Une position, stratégiquement, est ce qui permet de prendre appui pour rebondir. Et l’assurance de la position est indispensable à la dynamique du mouvement : elle lui donne son assise, et détermine par là même sa force, comme le montre toute théorie des arts martiaux, conditionnant l’efficacité de leur pratique. Dans La Propension des choses, publié en 1992, présentant une Histoire de l’efficacité en Chine, François Jullien montre comment « le potentiel naît de la disposition (en stratégie) », et par là même « la victoire est déterminée avant l’engagement ». Il affirme donc que « la position est le facteur déterminant (en politique) », et que par là « la position politique s’exerce comme un rapport de forces ». Cette analyse de la philosophie chinoise, et de l’art de la guerre qui en est le centre, peut nous permettre de penser en termes stratégiques, et non plus seulement en termes « sociaux », la question du logement.
En essentialisant les situations, on leur fait en effet perdre toute possibilité de devenir des positions. La position est ce qui permet de passer à l’offensive, d’engranger un potentiel d’action, de se reconnaître dans la possibilité de surprendre. Le logement doit donc être, pour chacun, ce qui lui permet de prendre position. Et c’est en quoi l’incarcération est dégradante : loin d’offrir un socle à partir duquel prendre position, elle impose un espace de contrainte, d’interdiction du mouvement. Elle assigne à la passivité, et c’est là précisément l’une des sources des abus de toute sorte qui en sont la constante, et conduisent au suicide, physique, mental ou social, toute une part de ce qu’on appelle « population carcérale ».

Dans le monde des migrations, qui est par définition dynamique, l’incarcération dans les Centres de Rétention Administrative dit exactement en quoi l’essentialisation sociale du migrant en « migrant » produit cette volonté policière de nier la migration par l’incarcération. Faire obstacle par l’externalisation des frontières, faire obstacle par l’assignation aux empreintes, faire obstacle par l’incarcération, sont des modes du refus de penser l’exil comme une position active, et de réduire son acteur à la passivité.
L’incarcération est de ce point de vue l’antonyme de la construction. Et l’on réduira un sujet à la précarité en l’empêchant de construire, de devenir acteur de son propre habitat.
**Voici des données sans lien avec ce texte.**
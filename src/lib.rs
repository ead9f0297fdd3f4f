//! # reminder-custom-fields
//!
//! Narrows the recipients of a scheduled reminder by conditions on custom
//! field values. A schedule carries an ordered list of conditions such as
//! *membership level = Gold* or *event track IN (A, B)*; before the host
//! runs its recipient query, each condition is compiled into a LEFT JOIN to
//! the field's storage table plus a parameterised predicate, and the
//! predicates are AND-ed onto the query as one group.
//!
//! Filtering is best-effort. A malformed condition, a deleted field, an
//! entity the schedule's mapping cannot reach, or an unreadable stored
//! condition list only removes that filtering; it never fails the run.
//!
//! ## Quick start
//!
//! ```rust,ignore
//! use reminder_custom_fields::{Engine, adapters::sqlite::SqliteAdapter, query::RecipientQuery};
//!
//! let adapter = SqliteAdapter::new_file("crm.db").await?;
//! adapter.init_schema().await?;
//!
//! let engine = Engine::new(Box::new(adapter));
//! for (schedule, query) in engine
//!     .prepare_all(None, |s| {
//!         RecipientQuery::new("e.id", format!("{} e", s.mapping.base_table()))
//!     })
//!     .await?
//! {
//!     // hand `query` to the host executor
//! }
//! ```
//!
//! ## Pieces
//!
//! - [`condition`]: the condition model and its lenient parsing.
//! - [`codec`]: the stored format, a versioned JSON envelope, with import
//!   of the two older formats.
//! - [`mapping`]: which custom-data entities each mapping type can reach,
//!   and the join chain to each.
//! - [`predicate`] and [`augment`]: compilation onto a [`query::QueryBuilder`].
//! - [`form`] and [`listing`]: the admin form boundary and the field picker.
//! - [`adapters`]: host metadata and schedule storage (memory, Postgres,
//!   SQLite).
//!
//! ## Feature flags
//!
//! | Flag       | Default | Description                         |
//! |------------|---------|-------------------------------------|
//! | `postgres` | ✓       | PostgreSQL adapter via sqlx         |
//! | `sqlite`   | ✓       | SQLite adapter (in-memory or file)  |

pub mod adapters;
pub mod augment;
pub mod codec;
pub mod condition;
pub mod config;
pub mod error;
pub mod field;
pub mod form;
pub mod listing;
pub mod mapping;
pub mod predicate;
pub mod query;
pub mod schedule;

use std::sync::Arc;
use std::time::Instant;

use metrics::histogram;
use tracing::{info, warn};

pub use crate::adapters::{Adapter, MetadataAdapter, ScheduleStore};
pub use crate::augment::{AugmentReport, augment, augment_with_report};
pub use crate::condition::{Condition, ConditionSet, ConditionValue, FieldId, Logic, Operator};
pub use crate::config::FilterConfig;
pub use crate::error::Error;
pub use crate::form::FormSubmission;
pub use crate::listing::FieldListing;
pub use crate::mapping::{EntityRef, MappingType};
pub use crate::query::{QueryBuilder, RecipientQuery};
pub use crate::schedule::{Dispatcher, Schedule};

/// Entry point tying a storage adapter to a compiler configuration.
#[derive(Clone)]
pub struct Engine {
    inner: Arc<ReminderFilters>,
}

pub struct ReminderFilters {
    adapter: Box<dyn Adapter>,
    config: FilterConfig,
}

impl Engine {
    pub fn new(adapter: Box<dyn Adapter>) -> Self {
        Self {
            inner: Arc::new(ReminderFilters {
                adapter,
                config: FilterConfig::default(),
            }),
        }
    }

    pub fn with_config(adapter: Box<dyn Adapter>, config: FilterConfig) -> Result<Self, Error> {
        config.validate()?;
        Ok(Self {
            inner: Arc::new(ReminderFilters { adapter, config }),
        })
    }

    pub fn config(&self) -> &FilterConfig {
        &self.inner.config
    }

    /// A fresh dispatch run. Field metadata is cached for the lifetime of
    /// the returned dispatcher.
    pub fn dispatcher(&self) -> Dispatcher<'_> {
        Dispatcher::new(self.inner.adapter.as_metadata(), &self.inner.config)
    }

    pub async fn active_schedules(
        &self,
        mapping: Option<MappingType>,
    ) -> Result<Vec<Schedule>, Error> {
        self.inner.adapter.active_schedules(mapping).await
    }

    /// Prepares every active schedule in one run, sharing the field cache.
    /// `base` builds the unfiltered recipient query for a schedule.
    pub async fn prepare_all<Q, F>(
        &self,
        mapping: Option<MappingType>,
        base: F,
    ) -> Result<Vec<(Schedule, Q)>, Error>
    where
        Q: QueryBuilder,
        F: Fn(&Schedule) -> Q,
    {
        let start = Instant::now();
        let schedules = self.inner.adapter.active_schedules(mapping).await?;
        let mut dispatcher = self.dispatcher();
        let mut prepared = Vec::with_capacity(schedules.len());
        for schedule in schedules {
            let query = dispatcher.prepare(&schedule, base(&schedule)).await;
            prepared.push((schedule, query));
        }
        histogram!("reminder_filters.dispatch.duration_ms")
            .record(start.elapsed().as_millis() as f64);
        Ok(prepared)
    }

    /// Stored conditions of a schedule. Unreadable data yields an empty set.
    pub async fn conditions(&self, schedule_id: i64) -> Result<ConditionSet, Error> {
        self.inner
            .adapter
            .fetch_schedule(schedule_id)
            .await?
            .map(|schedule| schedule.conditions())
            .ok_or(Error::NotFound)
    }

    /// Stores `conditions` in the canonical format. An empty set clears the
    /// column.
    pub async fn save_conditions(
        &self,
        schedule_id: i64,
        conditions: &ConditionSet,
    ) -> Result<(), Error> {
        let blob = codec::encode_optional(conditions)?;
        self.inner
            .adapter
            .save_filter_data(schedule_id, blob)
            .await
    }

    /// Parses a form post and stores the result, returning what was stored.
    pub async fn save_form(
        &self,
        schedule_id: i64,
        form: &FormSubmission,
    ) -> Result<ConditionSet, Error> {
        let conditions = form.to_conditions();
        self.save_conditions(schedule_id, &conditions).await?;
        Ok(conditions)
    }

    pub async fn available_fields(&self, entity: &EntityRef) -> Result<Vec<FieldListing>, Error> {
        listing::available_fields(self.inner.adapter.as_metadata(), entity).await
    }

    /// Rewrites condition data stored in an older format as canonical JSON,
    /// on inactive schedules too. Unreadable data is left as it is. Returns
    /// the number of schedules rewritten.
    pub async fn migrate_legacy(&self) -> Result<usize, Error> {
        let mut migrated = 0;
        for schedule in self.inner.adapter.schedules_with_filter_data().await? {
            let Some(raw) = schedule.filter_data.as_deref() else {
                continue;
            };
            match codec::decode_strict(raw) {
                Ok((_, codec::Format::Json)) => {}
                Ok((conditions, format)) => {
                    let blob = codec::encode_optional(&conditions)?;
                    self.inner
                        .adapter
                        .save_filter_data(schedule.id, blob)
                        .await?;
                    info!(schedule_id = schedule.id, ?format, "migrated condition data");
                    migrated += 1;
                }
                Err(err) => {
                    warn!(schedule_id = schedule.id, error = %err, "leaving unreadable condition data");
                }
            }
        }
        Ok(migrated)
    }
}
Howard Zinn, historien américain auteur de Une Histoire populaire des Etats-Unis, le montre en évoquant la manière dont, au début des années 1970, la construction d’une cabane, décidée par des Indiens en Californie va d’abord être discréditée esthétiquement, pour légitimer l’attaque policière qui viendra ensuite contre ses occupants :

À l’automne 1970, une revue intitulée La Raza (…) donna des nouvelles des Indiens de la Pit River, au nord de la Californie. Une soixantaine de ces Indiens occupaient des terres qu’ils revendiquaient comme leurs. Ils s’opposèrent aux services forestiers quand il leur fut ordonné de quitter les lieux. (…)
Ils avaient construit une cabane. Le responsable de la police locale leur dit qu’elle était affreuse et qu’elle déparait le paysage. Wilson (un des Indiens) écrivit par la suite : « Le monde entier pourrit. l’eau est empoisonnée, l’air pollué, la politique corrompue, la terre est bouffée de l’intérieur, la forêt pillée, les rivages défigurés, les villes incendiées, les vies des gens détruites, (…) et les fédéraux ont passé presque tout le mois d’octobre à nous dire que notre cabane était affreuse. Pour nous, elle était très belle. C’était le début de notre école, notre lieu de rassemblement, un abri pour ceux qui n’en avaient pas. »
Finalement on fit venir cent cinquante policiers avec mitrailleuses, fusils, revolvers, matraques, chiens, chaînes et menottes. (…) Ils furent ensuite emmenés dans les fourgons de la polie et accusés d’avoir agressé des agents fédéraux et abattu des arbres. On se garda bien de les accuser d’avoir pénétré sur les terres par effraction, afin de ne pas soulever le problème de la propriété des terres.

On ne peut s’empêcher de mettre en parallèle cet épisode avec celui de l’évacuation récente du camp de Calais par la police française. Là aussi, des cabanes de bric et de broc avaient été conçues, aménagées, et pour certaines inventées comme lieu de rencontre, de réunion ou de conseil. Une situation (d’exclusion et de précarité) était devenue une position (un début de reconquête du commun, un espace de rencontre et de production, la base arrière d’un nouveau départ). Ce qu’il s’est alors agi de faire, pour des politiques policières de chasse à l’homme, c’est de vider les lieux, d’arraser le terrain comme si les constructions n’y avaient jamais existé, sur des prétextes qui s’apparentaient indifféremment à ceux de l’esthétique ou à ceux de l’hygiène.

Les exilés ne sont plus alors considérés ni selon les raisons de leur départ et la situation de guerre et de danger des pays d’où ils viennent (Syrie, Érythrée, Soudan, Afghanistan, Irak), ni selon les potentiels de savoir dont ils sont porteurs, mais exclusivement comme des produits dont on peut contenir ou libérer le flux.
Et c’est précisément cette considération-là, purement gestionnaire, c'est-à-dire privée de fait de tout réalisme authentique, qui va conduire à transformer des enclaves où une vie relationnelle est encore possible en de simples lieux de stockage. L’édification du nouveau camp de Calais, dont les logements ne sont plus des lieux de vie mais des habitacles, est à cet égard parfaitement emblématique : un camp de conteneurs.